While ASEBP strives to protect you all year-round, benefits fraud continues to impact all of us and has serious consequences. The best way to prevent benefits fraud and protect your benefit plan is to report suspicious activities. If you notice anything suspicious in your claims history or witness or know of any benefit plan fraud, report it now: 

What is Benefits Fraud? 

Benefits fraud is the intentional abuse, misuse or overuse of the benefit plan for personal gain by service providers or covered members. This is unlawful and affects everyone. It has lasting impacts, including higher premiums, suspension of benefit coverage or worse. Benefits fraud examples: 

  • Transferring coverage between covered family members (e.g., claiming a service under a dependant’s benefit coverage when the service was for you) 
  • Accepting incentives or gifts from providers in exchange for submitting claims (e.g., getting a free pair of shoes or a purse with foot orthotics) 
  • Claiming benefits that are not covered by the plan as an eligible benefit (e.g., receiving a spa treatment and claiming it as a therapeutic massage) 
  • Providers claiming for products or services that were not provided 
  • Misrepresentation of conditions in a disability claim 

How to Keep your Benefits Safe 

  • Do not accept incentives 
    Cash, gift cards, or material items from service providers can be warning signs of benefits fraud.
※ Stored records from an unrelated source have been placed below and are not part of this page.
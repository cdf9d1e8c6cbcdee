//! The session aggregate and its lifecycle state machine.

use std::sync::Arc;
use std::time::Instant;

use serde_json::Value;
use tokio::sync::broadcast;
use wd_protocol::{Capabilities, CapabilityRequest, NewSessionData, apply_headless};
use wd_runtime::{Result, Transport};

use crate::queue::CommandQueue;
use crate::settings::SessionSettings;

/// Lifecycle states of a session attempt.
///
/// `Connecting` falls back to `Idle` when the handshake fails;
/// `Finished` is terminal for the attempt.
#[derive(Debug, Clone, Copy, PartialEq, Eq)]
pub enum SessionState {
    Idle,
    Connecting,
    Active,
    Finished,
}

/// Lifecycle notifications fanned out to external listeners.
#[derive(Debug, Clone, PartialEq, Eq)]
pub enum SessionEvent {
    /// The session ended; carries the reason passed to `finished`.
    Finished { reason: String },
}

/// Launch-time options applied when a session is created.
#[derive(Debug, Clone, Copy, Default)]
pub struct LaunchOptions {
    /// Request a headless browser launch.
    pub headless: bool,
}

impl LaunchOptions {
    pub fn headless(mut self, headless: bool) -> Self {
        self.headless = headless;
        self
    }
}

/// A single remote automation session against a driver endpoint.
///
/// Owns its capability state and command queue exclusively; holds a
/// shared, non-owning handle to the transport. All operations take
/// `&mut self`, so overlapping `create`/`close` calls on one session are
/// rejected at compile time rather than left as a caller error.
pub struct Session {
    settings: SessionSettings,
    transport: Arc<dyn Transport>,
    state: SessionState,
    session_id: Option<String>,
    request: CapabilityRequest,
    negotiated: Option<Value>,
    queue: CommandQueue,
    events: broadcast::Sender<SessionEvent>,
}

impl Session {
    /// Creates a session in the `Idle` state.
    ///
    /// The desired capability set is computed here, exactly once per
    /// attempt: defaults overlaid with the user overrides, dialect
    /// detected, and the wire block seeded from the settings' capability
    /// block.
    pub fn new(settings: SessionSettings, transport: Arc<dyn Transport>) -> Self {
        let request =
            CapabilityRequest::compute(&settings.desired_capabilities, &settings.capabilities);
        let (events, _) = broadcast::channel(16);

        Self {
            settings,
            transport,
            state: SessionState::Idle,
            session_id: None,
            request,
            negotiated: None,
            queue: CommandQueue::new(),
            events,
        }
    }

    /// Runs the session-creation handshake.
    ///
    /// Callers are expected to consult [`SessionSettings::start_session`]
    /// before invoking this; the session does not gate itself on that
    /// flag. Headless injection and the wire-block merge happen first,
    /// then the transport's pending-completion handle is awaited. Exactly
    /// one outcome arrives: on success the session becomes `Active` with
    /// the driver's id and negotiated capabilities; on failure the
    /// transport error surfaces unmodified and the session returns to
    /// `Idle`. No retry happens here.
    pub async fn create(&mut self, launch: LaunchOptions) -> Result<NewSessionData> {
        let started = Instant::now();
        let endpoint = self.settings.endpoint();

        let family = self.request.browser_family();
        // The wire block only needs refreshing when an injector actually
        // mutated the desired tree; otherwise it already reflects it.
        if apply_headless(self.request.desired_mut(), family, launch.headless) {
            self.request.sync_wire();
        }

        tracing::info!(%endpoint, "connecting to webdriver endpoint");
        self.state = SessionState::Connecting;

        // The handle's completion is registered inside the transport
        // before the wire request fires, so the outcome cannot be missed.
        let handle = self.transport.create_session(self.request.clone());

        match handle.wait().await {
            Ok(data) => {
                self.state = SessionState::Active;
                self.session_id = Some(data.session_id.clone());
                self.negotiated = Some(data.capabilities.clone());

                tracing::info!(
                    %endpoint,
                    elapsed_ms = started.elapsed().as_millis() as u64,
                    session_id = %data.session_id,
                    "session created"
                );
                tracing::info!("using: {}", data.describe());

                Ok(data)
            }
            Err(err) => {
                tracing::warn!(%endpoint, error = %err, "session creation failed");
                self.state = SessionState::Idle;
                Err(err)
            }
        }
    }

    /// Closes the active session.
    ///
    /// Resolves immediately without touching the transport when session
    /// start is disabled: there is nothing to close. Otherwise delegates
    /// to the transport and, on success, runs [`Session::finished`] with
    /// `reason` before resolving with the driver's response payload. A
    /// transport failure propagates unchanged and leaves the session in
    /// its prior state; callers wanting cleanup anyway can invoke
    /// `finished` themselves.
    pub async fn close(&mut self, reason: &str) -> Result<Value> {
        if !self.settings.start_session {
            return Ok(Value::Null);
        }

        let data = self.transport.close_session().await?;
        self.finished(reason);
        Ok(data)
    }

    /// Clears session identity and capabilities, transitions to
    /// `Finished`, and notifies lifecycle listeners. Chainable.
    pub fn finished(&mut self, reason: &str) -> &mut Self {
        self.session_id = None;
        self.negotiated = None;
        self.state = SessionState::Finished;

        tracing::debug!(%reason, "session finished");
        // No listeners is fine; the notification is best-effort.
        let _ = self.events.send(SessionEvent::Finished {
            reason: reason.to_string(),
        });

        self
    }

    /// Subscribes to lifecycle notifications.
    pub fn subscribe(&self) -> broadcast::Receiver<SessionEvent> {
        self.events.subscribe()
    }

    /// Current lifecycle state.
    pub fn state(&self) -> SessionState {
        self.state
    }

    /// The driver-assigned session id while active; `None` before
    /// creation and after finish.
    pub fn session_id(&self) -> Option<&str> {
        self.session_id.as_deref()
    }

    /// Negotiated capabilities, authoritative once the session is active.
    pub fn capabilities(&self) -> Option<&Value> {
        self.negotiated.as_ref()
    }

    /// The desired capability set computed for this attempt.
    pub fn desired_capabilities(&self) -> &Capabilities {
        self.request.desired()
    }

    /// The capability request handed to the transport.
    pub fn capability_request(&self) -> &CapabilityRequest {
        &self.request
    }

    /// The owned per-session command queue.
    pub fn command_queue(&self) -> &CommandQueue {
        &self.queue
    }

    pub fn command_queue_mut(&mut self) -> &mut CommandQueue {
        &mut self.queue
    }

    /// Settings this session was created with.
    pub fn settings(&self) -> &SessionSettings {
        &self.settings
    }

    pub fn start_session_enabled(&self) -> bool {
        self.settings.start_session
    }

    pub fn end_session_on_fail(&self) -> bool {
        self.settings.end_session_on_fail
    }

    pub fn output_enabled(&self) -> bool {
        self.settings.output
    }
}
use std::fs;
use std::path::Path;

use anyhow::Context;
use wd::SessionSettings;

use crate::error::{CliError, Result};

/// Loads session settings from a JSON file, or defaults when no path is
/// given. Missing fields in the file fall back to their defaults.
pub fn load_settings(path: Option<&Path>) -> Result<SessionSettings> {
	let Some(path) = path else {
		return Ok(SessionSettings::default());
	};

	let load = || -> anyhow::Result<SessionSettings> {
		let raw = fs::read_to_string(path).context("reading settings file")?;
		let settings = serde_json::from_str(&raw).context("parsing settings JSON")?;
		Ok(settings)
	};

	load().map_err(|source| CliError::Config {
		path: path.to_path_buf(),
		source,
	})
}
//! CLI for opening and closing WebDriver automation sessions.

pub mod cli;
pub mod config;
pub mod error;
pub mod logging;
pub mod runner;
Only purchase products or services that are medically necessary.  
  • Never sign blank claim forms 
    Only sign claim forms once you have confirmed they are complete and accurate.  
  • Always request and review receipt information along with your Explanation of Benefits 
    Whether you are submitting a claim for reimbursement or a claim is direct billed, always ask for a copy of your receipt and review the information for accuracy. When claims are direct billed, ask for a copy of your Explanation of Benefits. This will provide you with your claim details. If you notice any discrepancies, be sure to have your provider contact the Provider Services department to correct the claims information.   
  • Protect personal information 
    Only share ASEBP ID and personal information with your service providers and ASEBP benefit specialists.  
  • Review claims history 
    Regularly check your claims online on My ASEBP or on the Mobile App to make sure claim details are correct.  

Covered members, and members of the public, have access to anonymous reporting tools to help report fraud, including a confidential hotline and email.   

As a trusted partner, ASEBP’s goal is to ensure the continued viability of the Plan to continue to support your, and your family’s, health needs.